BEGIN

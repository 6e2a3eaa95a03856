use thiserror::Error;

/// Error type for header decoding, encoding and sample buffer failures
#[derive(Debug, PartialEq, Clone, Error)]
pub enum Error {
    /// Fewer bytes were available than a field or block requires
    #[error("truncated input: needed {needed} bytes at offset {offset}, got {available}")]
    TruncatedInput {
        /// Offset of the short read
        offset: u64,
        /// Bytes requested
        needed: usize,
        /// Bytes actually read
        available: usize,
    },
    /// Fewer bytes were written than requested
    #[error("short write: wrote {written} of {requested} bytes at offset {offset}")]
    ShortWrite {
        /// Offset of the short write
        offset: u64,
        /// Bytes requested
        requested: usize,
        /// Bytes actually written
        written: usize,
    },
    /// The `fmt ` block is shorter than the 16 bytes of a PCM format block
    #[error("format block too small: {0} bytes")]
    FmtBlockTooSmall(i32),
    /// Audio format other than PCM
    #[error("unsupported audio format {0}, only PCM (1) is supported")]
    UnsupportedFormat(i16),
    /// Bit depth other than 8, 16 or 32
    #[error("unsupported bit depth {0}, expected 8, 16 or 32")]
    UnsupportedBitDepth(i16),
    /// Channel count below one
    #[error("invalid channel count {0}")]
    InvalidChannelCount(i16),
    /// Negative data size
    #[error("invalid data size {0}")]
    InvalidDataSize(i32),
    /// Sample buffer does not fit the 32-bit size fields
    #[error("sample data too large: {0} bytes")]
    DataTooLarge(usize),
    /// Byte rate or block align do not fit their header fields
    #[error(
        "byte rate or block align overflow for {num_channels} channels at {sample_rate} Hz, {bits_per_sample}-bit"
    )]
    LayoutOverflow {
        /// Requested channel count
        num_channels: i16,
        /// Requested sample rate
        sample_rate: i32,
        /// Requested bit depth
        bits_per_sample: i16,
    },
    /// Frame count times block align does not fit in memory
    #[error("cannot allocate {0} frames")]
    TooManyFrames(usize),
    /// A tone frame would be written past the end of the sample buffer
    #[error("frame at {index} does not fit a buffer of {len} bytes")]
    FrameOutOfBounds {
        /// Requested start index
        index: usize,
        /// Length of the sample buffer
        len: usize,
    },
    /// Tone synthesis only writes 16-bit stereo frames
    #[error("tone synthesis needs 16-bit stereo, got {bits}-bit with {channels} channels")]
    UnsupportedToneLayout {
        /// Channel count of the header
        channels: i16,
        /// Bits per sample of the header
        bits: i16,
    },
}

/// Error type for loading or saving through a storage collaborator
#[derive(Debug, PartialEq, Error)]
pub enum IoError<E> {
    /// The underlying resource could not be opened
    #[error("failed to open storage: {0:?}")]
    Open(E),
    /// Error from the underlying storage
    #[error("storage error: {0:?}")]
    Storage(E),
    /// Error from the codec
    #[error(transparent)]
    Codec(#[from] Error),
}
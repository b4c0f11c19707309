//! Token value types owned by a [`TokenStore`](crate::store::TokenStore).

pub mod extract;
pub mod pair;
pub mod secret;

END

» Exercise directions: Transcribe every entry, keeping each line exactly as it reads.

» Finished task:
repository 6e2a3eaa95a03856
use thiserror::Error;

/// Error type for header decoding, encoding and sample buffer failures
#[derive(Debug, PartialEq, Clone, Error)]
pub enum Error {
    /// Fewer bytes were available than a field or block requires
    #[error("truncated input: needed {needed} bytes at offset {offset}, got {available}")]
    TruncatedInput {
        /// Offset of the short read
        offset: u64,
        /// Bytes requested
        needed: usize,
        /// Bytes actually read
        available: usize,
    },
    /// Fewer bytes were written than requested
    #[error("short write: wrote {written} of {requested} bytes at offset {offset}")]
    ShortWrite {
        /// Offset of the short write
        offset: u64,
        /// Bytes requested
        requested: usize,
        /// Bytes actually written
        written: usize,
    },
    /// The `fmt ` block is shorter than the 16 bytes of a PCM format block
    #[error("format block too small: {0} bytes")]
    FmtBlockTooSmall(i32),
    /// Audio format other than PCM
    #[error("unsupported audio format {0}, only PCM (1) is supported")]
    UnsupportedFormat(i16),
    /// Bit depth other than 8, 16 or 32
    #[error("unsupported bit depth {0}, expected 8, 16 or 32")]
    UnsupportedBitDepth(i16),
    /// Channel count below one
    #[error("invalid channel count {0}")]
    InvalidChannelCount(i16),
    /// Negative data size
    #[error("invalid data size {0}")]
    InvalidDataSize(i32),
    /// Sample buffer does not fit the 32-bit size fields
    #[error("sample data too large: {0} bytes")]
    DataTooLarge(usize),
    /// Byte rate or block align do not fit their header fields
    #[error(
        "byte rate or block align overflow for {num_channels} channels at {sample_rate} Hz, {bits_per_sample}-bit"
    )]
    LayoutOverflow {
        /// Requested channel count
        num_channels: i16,
        /// Requested sample rate
        sample_rate: i32,
        /// Requested bit depth
        bits_per_sample: i16,
    },
    /// Frame count times block align does not fit in memory
    #[error("cannot allocate {0} frames")]
    TooManyFrames(usize),
    /// A tone frame would be written past the end of the sample buffer
    #[error("frame at {index} does not fit a buffer of {len} bytes")]
    FrameOutOfBounds {
        /// Requested start index
        index: usize,
        /// Length of the sample buffer
        len: usize,
    },
    /// Tone synthesis only writes 16-bit stereo frames
    #[error("tone synthesis needs 16-bit stereo, got {bits}-bit with {channels} channels")]
    UnsupportedToneLayout {
        /// Channel count of the header
        channels: i16,
        /// Bits per sample of the header
        bits: i16,
    },
}

/// Error type for loading or saving through a storage collaborator
#[derive(Debug, PartialEq, Error)]
pub enum IoError<E> {
    /// The underlying resource could not be opened
    #[error("failed to open storage: {0:?}")]
    Open(E),
    /// Error from the underlying storage
    #[error("storage error: {0:?}")]
    Storage(E),
    /// Error from the codec
    #[error(transparent)]
    Codec(#[from] Error),
}
repository b4c0f11c19707309
//! Token value types owned by a [`TokenStore`](crate::store::TokenStore).

pub mod extract;
pub mod pair;
pub mod secret;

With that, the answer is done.